Ichiro sighed, "Sugar-chan tried to leave and make a camp like Vegeta. It was near a cliff. Becky found her and threw her off onto the sand and rocks at the waterline."

"Ichiro!"

"I'm one of the people who saved her! Don't blame me! Becky's psycho! She set fire to the forest where she camped and they had to get a helicopter water drop to put it out!"

"Then why did the host say otherwise? What else happened."

"Sugar Petal is anorexic and was already a skeleton when she came here. Michael came up with the idea of pushing her into a medevac by overworking her, but she held out. Even after the fall."

"And you participated in this?!"

"She doesn't deserve to be here! Blame the producers, not me!"

"I've SEEN anorexia, Ichiro. I work with teenagers. Sugar may have been thin going into this, but she had a huge appetite and didn't once try and throw it up, so she's not bulimic either. She tried to run away from you and eat behind your backs. That doesn't just sound like overworking to me, Ichiro! You had food the first few days, and she already was looking like crap the first challenge!"

"And how is that my fault?!"

"Brother's keeper!"

"I'm not Christian!"

"Every religion has a version of it!"

"Then I have bigger Brother Keeper's problems than worrying about Becky drowning Sugar-chan! If you had the slightest idea what—"

"What?! Becky tried to drown her?!"

"That's not what's important here!"

Bob clenched his fists. "And here I thought you were a good person. But all your charities are just for show like every other celebrity, aren't they?!"

"If you knew what was really happening here, you would feel the same way, because I know you're a good person too!"

"Then what is really happening here, if you're so certain?!"

"You heard the speaker back at the sandbar! I can't say shit! Not even hint at anything remotely similar to it!"

"He's right," a voice came from a hidden speaker somewhere, "And this conversation stops now. Bob, a boat will be arriving shortly with additional NDAs for you to sign. Nothing leaves Maroon Bay except the clue to the idol."

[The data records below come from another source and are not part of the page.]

//! # Training Loop
//!
//! Maximum-likelihood training of a [`DmvFlow`] with Adam.
//!
//! Each step minimizes `−(Σ LL + log |det J|) / batch_size`, with the global
//! gradient norm clipped to `clip_grad`. Progress is reported through
//! `tracing` five times per epoch; attachment accuracy is measured every
//! `valid_nepoch` epochs when a test corpus is given.
//!
//! Training stops early once the per-word log-likelihood of an epoch
//! improves on the previous one by a relative amount smaller than
//! `min_improvement_rate`, provided at least `min_epochs` epochs have
//! passed.

use std::path::PathBuf;

use dmvflow_diff::{clip_grad_norm, Adam, Optimizer};
use rand::SeedableRng;
use rand_chacha::ChaCha8Rng;
use tracing::info;

use crate::config::TrainConfig;
use crate::corpus::{batch_indices, Batch, Sentence};
use crate::eval::{evaluate, EvalReport};
use crate::model::DmvFlow;
use crate::NlpError;

/// Outcome of one optimizer step.
#[derive(Debug, Clone, Copy, PartialEq)]
pub struct StepStats {
    /// Objective before the update
    pub log_likelihood: f64,
    /// Gradient norm before clipping
    pub grad_norm: f64,
}

/// Outcome of [`Trainer::train`].
#[derive(Debug, Clone, PartialEq)]
pub struct TrainReport {
    pub epochs_run: usize,
    pub stopped_early: bool,
    /// Per-word log-likelihood of every epoch
    pub ll_per_word: Vec<f64>,
    /// Accuracy before training and after each evaluated epoch, keyed by
    /// epoch (`None` = before training)
    pub evaluations: Vec<(Option<usize>, EvalReport)>,
    pub checkpoint: Option<PathBuf>,
}

/// Adam-driven trainer.
#[derive(Debug, Clone)]
pub struct Trainer {
    config: TrainConfig,
    optimizer: Adam,
    rng: ChaCha8Rng,
}

impl Trainer {
    /// Trainer seeded from `config.seed`.
    pub fn new(config: TrainConfig) -> Result<Self, NlpError> {
        config.validate()?;
        Ok(Self {
            optimizer: Adam::new(config.learning_rate),
            rng: ChaCha8Rng::seed_from_u64(config.seed),
            config,
        })
    }

    pub fn config(&self) -> &TrainConfig {
        &self.config
    }

    /// One update on one batch.
    pub fn step(&mut self, model: &mut DmvFlow, batch: &Batch) -> Result<StepStats, NlpError> {
        let objective = model.objective(batch)?;
        let scale = -1.0 / batch.num_sentences() as f64;
        let mut grads: Vec<_> = objective.grads.iter().map(|g| g.scale(scale)).collect();
        let grad_norm = clip_grad_norm(&mut grads, self.config.clip_grad);
        self.optimizer.step(&mut model.params_mut(), &grads)?;
        Ok(StepStats {
            log_likelihood: objective.value,
            grad_norm,
        })
    }

    /// Train on `train`, optionally scoring `test` along the way.
    pub fn train(
        &mut self,
        model: &mut DmvFlow,
        train: &[Sentence],
        test: Option<&[Sentence]>,
    ) -> Result<TrainReport, NlpError> {
        if train.is_empty() {
            return Err(NlpError::EmptyBatch);
        }
        let config = self.config.clone();
        let log_every = (train.len() / config.batch_size / 5).max(1);
        let mut report = TrainReport {
            epochs_run: 0,
            stopped_early: false,
            ll_per_word: Vec::new(),
            evaluations: Vec::new(),
            checkpoint: None,
        };

        if let Some(test) = test {
            let eval = evaluate(&*model, test, config.eval_batch_size)?;
            log_accuracy(None, &eval);
            report.evaluations.push((None, eval));
        }

        let mut last = 1.0;
        let mut iteration = 0;
        for epoch in 0..config.epochs {
            let (mut ll, mut words, mut sents) = (0.0, 0usize, 0usize);
            for indices in batch_indices(train.len(), config.batch_size, Some(&mut self.rng)) {
                let batch = Batch::from_sentences(indices.iter().map(|&i| &train[i]))?;
                let stats = self.step(model, &batch)?;
                ll += stats.log_likelihood;
                words += batch.num_words();
                sents += batch.num_sentences();

                if iteration % log_every == 0 {
                    let variance = model.emission().variance();
                    info!(
                        epoch,
                        iteration,
                        ll_per_sent = ll / sents as f64,
                        ll_per_word = ll / words as f64,
                        max_var = variance.iter().copied().fold(f64::NEG_INFINITY, f64::max),
                        min_var = variance.iter().copied().fold(f64::INFINITY, f64::min),
                        grad_norm = stats.grad_norm,
                        "training"
                    );
                }
                iteration += 1;
            }
            report.epochs_run = epoch + 1;

            if let Some(test) = test {
                if epoch % config.valid_nepoch == 0 {
                    let eval = evaluate(&*model, test, config.eval_batch_size)?;
                    log_accuracy(Some(epoch), &eval);
                    report.evaluations.push((Some(epoch), eval));
                }
            }

            let per_word = ll / words as f64;
            report.ll_per_word.push(per_word);
            let rate = (per_word - last) / f64::abs(last);
            info!(epoch, likelihood = per_word, last, rate, "epoch finished");
            if rate < config.min_improvement_rate && epoch >= config.min_epochs {
                info!(epoch, rate, "likelihood converged, stopping");
                report.stopped_early = true;
                break;
            }
            last = per_word;
        }

        if let Some(path) = &config.save_path {
            model.export_parameters().save(path)?;
            info!(path = %path.display(), "saved checkpoint");
            report.checkpoint = Some(path.clone());
        }
        Ok(report)
    }
}

fn log_accuracy(epoch: Option<usize>, eval: &EvalReport) {
    info!(
        epoch = ?epoch,
        trees = eval.sentences,
        directed = 100.0 * eval.directed,
        undirected = 100.0 * eval.undirected,
        skipped_batches = eval.skipped_batches,
        "attachment accuracy"
    );
}

#[cfg(test)]
mod tests {
    use super::*;
    use dmvflow_diff::Tensor;
    use rand::Rng;

    fn corpus(seed: u64, n: usize) -> Vec<Sentence> {
        let mut rng = ChaCha8Rng::seed_from_u64(seed);
        (0..n)
            .map(|_| {
                let len = rng.gen_range(1..5);
                let tags: Vec<usize> = (0..len).map(|_| rng.gen_range(0..2)).collect();
                let mut data = Vec::with_capacity(len * 2);
                for &t in &tags {
                    let centre = if t == 0 { -1.0 } else { 1.0 };
                    data.push(centre + rng.gen_range(-0.3..0.3));
                    data.push(-centre + rng.gen_range(-0.3..0.3));
                }
                let gold = (1..=len).map(|i| (i, if i == len { 0 } else { i + 1 })).collect();
                Sentence {
                    embeddings: Tensor::from_data(vec![len, 2], data).unwrap(),
                    tags: Some(tags),
                    gold: Some(gold),
                }
            })
            .collect()
    }

    fn setup(config: &TrainConfig) -> (DmvFlow, Vec<Sentence>) {
        let sentences = corpus(4, 24);
        let mut rng = ChaCha8Rng::seed_from_u64(config.seed);
        let tags = vec!["A".to_string(), "B".to_string()];
        let model = DmvFlow::initialize(config, tags, &sentences, &mut rng).unwrap();
        (model, sentences)
    }

    #[test]
    fn test_steps_increase_likelihood() {
        let config = TrainConfig::default().with_batch_size(24).with_learning_rate(0.02);
        let (mut model, sentences) = setup(&config);
        let batch = Batch::from_sentences(&sentences).unwrap();
        let mut trainer = Trainer::new(config).unwrap();

        let before = model.log_likelihood(&batch).unwrap();
        for _ in 0..10 {
            trainer.step(&mut model, &batch).unwrap();
        }
        assert!(model.log_likelihood(&batch).unwrap() > before);
    }

    #[test]
    fn test_train_runs_and_evaluates() {
        let config = TrainConfig::default()
            .with_epochs(3)
            .with_batch_size(8)
            .with_valid_nepoch(2);
        let (mut model, sentences) = setup(&config);
        let mut trainer = Trainer::new(config).unwrap();
        let report = trainer.train(&mut model, &sentences, Some(sentences.as_slice())).unwrap();

        assert_eq!(report.epochs_run, 3);
        assert!(!report.stopped_early);
        assert_eq!(report.ll_per_word.len(), 3);
        let epochs: Vec<_> = report.evaluations.iter().map(|(e, _)| *e).collect();
        assert_eq!(epochs, vec![None, Some(0), Some(2)]);
        assert!(report.ll_per_word.iter().all(|ll| ll.is_finite()));
    }

    #[test]
    fn test_early_stopping() {
        // Any epoch after the first counts as converged
        let config = TrainConfig::default()
            .with_epochs(10)
            .with_batch_size(8)
            .with_early_stopping(f64::INFINITY, 1);
        let (mut model, sentences) = setup(&config);
        let mut trainer = Trainer::new(config).unwrap();
        let report = trainer.train(&mut model, &sentences, None).unwrap();
        assert!(report.stopped_early);
        assert_eq!(report.epochs_run, 2);
    }

    #[test]
    fn test_rejects_invalid_config() {
        assert!(Trainer::new(TrainConfig::default().with_clip_grad(0.0)).is_err());
    }
}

Bob looked down from the rafters and back at Ichiro, who had a smug look on his face. "See?" he said, crossing his arms. "I expect an apology and the food back on the counter after Mr. Reynolds is done with you."

Ichiro walked away.

He climbed into a hammock strung between two trees on the far side of the island. He put his hands over his face and gave a chuckle. "I can't believe I was able to pull that off…" he muttered.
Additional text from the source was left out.